ÁLVARO BARRIOS
En 1980, Álvaro Barrios exhibió, por primera vez, un conjunto de obras dedicadas a Marcel Duchamp. Lejos de parecer una exposición individual, este proyecto suyo -en la galería Garcés Velásquez de Bogotá- controvertía el tradicional concepto de estilo y simulaba una muestra colectiva en la que varios artistas abordaban el tema Duchamp. En ella no se hacía propiamente una apología. Era más bien una especie de monólogo en el que Duchamp era un punto de apoyo para expresar, anticipadamente, algunos cuestionamientos a la forma de pensar el arte en Colombia hace casi cuatro décadas.

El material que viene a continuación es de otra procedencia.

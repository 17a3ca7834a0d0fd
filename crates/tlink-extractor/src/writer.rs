//! Training instance writers

use std::fs::File;
use std::io::{BufWriter, Write};
use std::path::Path;
use std::sync::{Arc, Mutex};

use tlink_core::{DataWriter, Instance, Result, TlinkError};

/// Writes one JSON object per instance and line
pub struct JsonlDataWriter<W: Write + Send> {
    out: BufWriter<W>,
    written: usize,
}

impl<W: Write + Send> JsonlDataWriter<W> {
    pub fn new(out: W) -> Self {
        Self {
            out: BufWriter::new(out),
            written: 0,
        }
    }

    pub fn written(&self) -> usize {
        self.written
    }

    /// Flush and return the underlying writer
    pub fn into_inner(self) -> Result<W> {
        self.out
            .into_inner()
            .map_err(|e| TlinkError::DataWriter(e.error().to_string()))
    }
}

impl JsonlDataWriter<File> {
    pub fn create(path: impl AsRef<Path>) -> Result<Self> {
        Ok(Self::new(File::create(path)?))
    }
}

impl<W: Write + Send> DataWriter for JsonlDataWriter<W> {
    fn write(&mut self, instance: Instance) -> Result<()> {
        serde_json::to_writer(&mut self.out, &instance)
            .map_err(|e| TlinkError::DataWriter(e.to_string()))?;
        self.out.write_all(b"\n")?;
        self.written += 1;
        Ok(())
    }

    fn finish(&mut self) -> Result<()> {
        self.out.flush()?;
        Ok(())
    }
}

/// In-memory writer. Clones share the same buffer, so a caller can keep a
/// handle after moving the writer into an annotator.
#[derive(Debug, Clone, Default)]
pub struct InstanceBuffer {
    instances: Arc<Mutex<Vec<Instance>>>,
}

impl InstanceBuffer {
    pub fn new() -> Self {
        Self::default()
    }

    /// Copy of everything written so far
    pub fn instances(&self) -> Vec<Instance> {
        self.instances
            .lock()
            .unwrap_or_else(|e| e.into_inner())
            .clone()
    }

    pub fn len(&self) -> usize {
        self.instances.lock().unwrap_or_else(|e| e.into_inner()).len()
    }

    pub fn is_empty(&self) -> bool {
        self.len() == 0
    }

    /// Labels in write order
    pub fn labels(&self) -> Vec<String> {
        self.instances
            .lock()
            .unwrap_or_else(|e| e.into_inner())
            .iter()
            .map(|i| i.label.clone())
            .collect()
    }
}

impl DataWriter for InstanceBuffer {
    fn write(&mut self, instance: Instance) -> Result<()> {
        self.instances
            .lock()
            .unwrap_or_else(|e| e.into_inner())
            .push(instance);
        Ok(())
    }
}

#[cfg(test)]
mod tests {
    use super::*;
    use tlink_core::Feature;

    #[test]
    fn test_jsonl_lines() {
        let mut writer = JsonlDataWriter::new(Vec::new());
        writer
            .write(Instance::new("BEFORE", vec![Feature::number("distance", 2.0)]))
            .unwrap();
        writer
            .write(Instance::new("-NONE-", vec![Feature::text("arg1_kind", "EVENT")]))
            .unwrap();
        writer.finish().unwrap();
        assert_eq!(writer.written(), 2);

        let bytes = writer.into_inner().unwrap();
        let text = String::from_utf8(bytes).unwrap();
        let lines: Vec<&str> = text.lines().collect();
        assert_eq!(lines.len(), 2);

        let first: Instance = serde_json::from_str(lines[0]).unwrap();
        assert_eq!(first.label, "BEFORE");
        assert_eq!(first.features[0].value.as_number(), Some(2.0));
    }

    #[test]
    fn test_buffer_handles_share_storage() {
        let buffer = InstanceBuffer::new();
        let mut handle = buffer.clone();
        handle.write(Instance::new("O", Vec::new())).unwrap();

        assert_eq!(buffer.len(), 1);
        assert_eq!(buffer.labels(), vec!["O".to_string()]);
    }
}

En su etapa de artista moderno a mediados del siglo pasado, Álvaro Barrios fue reconocido, básicamente, como un dibujante. Pero Barrios se adelantó, en nuestro país, a los cambios que paulatinamente experimentarían las artes plásticas en un medio más bien conservador. Cuando las técnicas dejaron de ser significativas y el ejercicio de la crítica sufrió transformaciones radicales, Barrios optó tempranamente por centrar su discurso en re-definiciones personales de asuntos como la Teoría y la Historia del Arte, la crítica, la curaduría, el coleccionismo y todo lo que se desarrolla banalmente alrededor de lo que él considera como “el único momento puro del arte: el momento de la creación”.
En esta exposición, emblematizada por una obra en la que una orquesta de focas amaestradas hace malabarismos con piezas clásicas de Duchamp, el título “circo” pareciera comenzar y terminar en ella. Aislada temáticamente y haciendo gala del prestigio de Barrios como “delicioso colorista” –calificativo que se le adjudicó alguna vez en la prensa- y empleando un medio convencional como la pintura, la muestra de Barrios continúa con piezas bicolores tomadas de la tira cómica “Terry y los Piratas”. Las víctimas de su sofisticada ironía parecen traídas de los años 40 en una implacable Máquina del Tiempo, pero los problemas que aborda están anclados en el decadente presente que legitiman las Bienales, las casas de subastas, las poderosas galerías internacionales, las socialité de todos los tiempos y un interminable etcétera. “El Museo Duchamp del Arte Malo”, creado por Barrios hace 35 años, se anima entonces a realizar un –aparentemente- descabellado proyecto: En medio del circo en el que no faltan payasos, hombres-bala, enanos, mujeres barbudas, encantadores de serpientes y trapecistas, unas anacrónicas cartas intentan llegar a unos destinatarios muy bien posicionados en el mundo del arte contemporáneo. Se les solicitará una juiciosa lista de obras de arte “malas” pertenecientes a algunas de las más prestigiosas colecciones del mundo, porque, como decía Barrios en su transición de lo moderno a lo contemporáneo, “las obras de arte muy malas son muy buenas”.